Suivre ce spectacle du moment, c'est un dérivatif, auquel s'ajoute pour moi l'attrait des travaux d'histoire. Au cours de ces longs mois, je pouvais les poursuivre à loisir, soit à Bruxelles, dans une salle tranquille de la Bibliothèque Royale, soit dans l'une ou l'autre retraite champêtre : à Hastière, à Gaasbeek ou à Jévigné. J'y écrivis deux romans historiques. Le premier, intitulé Terres de débat (du nom donné naguère à la région de la Dendre entre Ath et Grammont) évoquait cette curieuse période de 1695 à (page 292) 1715 qui correspond au gouvernement de Maximilien-Emmanuel de Bavière aux Pays-Bas catholiques, période qui s'intercale entre la souveraineté des Habsbourg de Madrid sur nos provinces et celle des Habsbourg de Vienne, Le second, d'un tour plus dramatique, Les Cariatides montrait le rôle rempli chez nous par les femmes au cours des années de la domination jacobine de 1794 à 1799. « L'Histoire, a dit Lacordaire, est la science de l'homme vieillissant. Tandis que la jeunesse s'avance en regardant l’avenir, l'homme qui a vécu se retourne vers le passé dont il commence à faire partie et il cherche dans les générations disparues le pressentiment des choses qui viennent et qu'il ne verra pas ». Aucune censure préalable n'existant pour les livres, je pus faire paraître ces deux ouvrages, l'un en 1941, l'autre en 1942, et l'accueil qu'ils reçurent l'un et l'autre répondit bien à un des objets que j'avais poursuivi : aider à consolider l'armature nationale en inspirant davantage à notre peuple la conscience de sa personnalité et la fierté de son dur et glorieux passé,

L'Office de Publicité, qui avait édité Les Cariatides, venait, au bout d'un mois, d'en commencer un troisième tirage, lorsque la Gestapo intervint en décembre 1942. Je reçus un beau jour la visite d'un officier allemand à l'allure brutale et arrogante, qui me réclama, sous de sévères menaces, le manuscrit de mon ouvrage. De son côté, mon imprimeur eut à livrer tous les exemplaires qu'il avait encore en magasin, et dut envoyer, et à deux reprises, un avis « recommandé » à 135 libraires, qui étaient ses correspondants, pour leur notifier l'interdiction de mettre encore en vente le volume défendu. Le résultat le plus clair de cette mesure de police fut de faire passer l'ouvrage au « marché noir. » Sans me décourager, j'entrepris ensuite d'autres ouvrages, de dimensions plus modestes : l'un sur Saint-Hubert parut à Paris chez Albin-Michel, l'autre intitulé : Nény et la Vie Belge au XVIIème siècle parut en 1943 à Bruxelles, dans la « Collection Nationale », puis j’écrivis un Beernaert et son Temps.
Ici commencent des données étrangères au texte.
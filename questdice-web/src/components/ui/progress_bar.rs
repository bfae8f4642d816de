use crate::i18n;
use std::collections::BTreeMap;
use yew::prelude::*;

#[derive(Properties, Clone, PartialEq, Eq)]
pub struct Props {
    /// Whole-number percentage, `0..=100`.
    pub percent_done: u8,
}

#[function_component(ProgressBar)]
pub fn progress_bar(props: &Props) -> Html {
    let percent = props.percent_done.min(100);
    let percent_str = percent.to_string();
    let mut args = BTreeMap::new();
    args.insert("percent", percent_str.as_str());
    let label = i18n::tr("quest.percent_done", Some(&args));

    html! {
        <div
            class="progress-track"
            role="progressbar"
            aria-valuenow={percent_str.clone()}
            aria-valuemin="0"
            aria-valuemax="100"
            aria-label={label}
        >
            <div class="progress-fill" style={format!("width: {percent}%")} />
        </div>
    }
}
Quand l'hiver 1941-1942, d'une rigueur exceptionnelle, toucha à sa fin, l'aviation anglaise, ripostant aux attaques sur Londres, inaugura un système de bombardement presque quotidien sur les villes allemandes ainsi que sur des objectifs industriels situés en territoires occupés. La banlieue de Paris en eut largement sa part. Je pus personnellement m'en rendre compte au cours d'un séjour de trois semaines que je fis à Paris en juin-juillet de cette année. C'était la première fois que je revoyais la capitale française depuis deux ans. Son aspect était bien changé. Je retrouvais un Paris moins tumultueux, moins cosmopolite et désintoxiqué d'essence. Certes, les (page 293) uniformes allemands y étaient nombreux, comme chez nous. Mais dans le calme relatif de la grande cité, le beau fleuve, les larges perspectives, les monuments s'enveloppaient de plus de force et de plus de noblesse. Plus de gravité aussi dans les entretiens et les propos.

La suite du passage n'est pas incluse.